主なキャラクター:ロックミラカナーンニーブンニエミネンオリマラコーニ、ウーザック

 

 ロックの活躍によって捕らえられたカナーン率いる海賊たちは、カナーンの口封じを狙った「クライバー」の刺客を返り討ちにして逃亡。さらに連邦軍の工廠を襲ってフリゲート艦20隻を強奪する。ISCのニーブン中佐は連邦軍の下請けとしてカナーンが放棄したフリゲート艦19艦の回収を指揮、ミラが新たに配属された艦も回収作業に携わることに。

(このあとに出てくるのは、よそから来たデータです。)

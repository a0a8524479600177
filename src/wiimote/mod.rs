//! Wii Remote support
//!
//! This module covers everything the bridge knows about the controller:
//! - Device-side types and driver events
//! - The driver boundary (discovery, commands, event sink)
//! - A mock driver for tests and driverless runs

pub mod driver;
pub mod mock;
pub mod types;

// Re-export commonly used items
pub use driver::*;
pub use mock::{DeviceCommand, MockDevice, MockDriver};
pub use types::*;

 その途中、ミラの乗る艦はカナーンらの艦に遭遇。戦闘力で劣るカナーンらは当初逃げようとするがミラが乗船してると気づいたカナーンは反転、苦戦しつつもミラを攫う。ミラが行方不明になったと知ったロックは、ニーブンともどもカナーンらの行き先を追う・・・。


 『カデット』の数ヶ月後(?)を描いた続編。なのだが、いきなりRPG調の冒頭シーンに面食らった人は多い事だろう(笑)。実は陸戦用シミュレーターのプログラムだったというオチで本編には何も関係してこないので、完全に聖先生の趣味ですね。この冒頭の風変わりな基地デート場面はその後「みんなと一緒にわいわい騒ぐのは苦手」(だから町に出るのを避けた)なミラの内向的性格→ロックがなぜ自分などを選んだのかという疑問と不安→それをオリマ中尉がダメ押し、とストーリーが発展していくものの、カナーンらと戦闘に入ったことでそのままミラの不安はしばし棚上げに。

 今作でミラは再びカナーンに誘拐され、それをロックがいつにない強引さで追跡し、と『カデット』と同パターンの展開が繰り返されるのだが、大きく違うのがカナーンとミラの関係性。「また薬づけにして ゲートを作らせるのですか?」とのラコーニの問いに「ああ」と答えたのとは裏腹に、カナーンはミラに薬を盛ることなくゲートを作らせようともしなかった。ミラの腕を買って操船をやらせはしたが、それも強制ではなく丁寧な態度で頼んでいる。そもそもミラを攫った理由もミラに喝破された通り、彼女が自艦のESPジャマー攻撃によって命を落としかねなかったからであり彼女を助けるためだった。ジャマーでダメージを受けた彼女が「歩けるようになったら どこかの惑星におろす」つもりですらいたのだ(そもそもカナーンがミラを連れ出すべく反転せずそのまま逃げていたらジャマーを使わずに済んでいたわけだが。とはいえあのまま戦闘艦に乗り続けていれば、いずれ味方のジャマー攻撃でダメージを受ける事態は避けられなかっただろう)。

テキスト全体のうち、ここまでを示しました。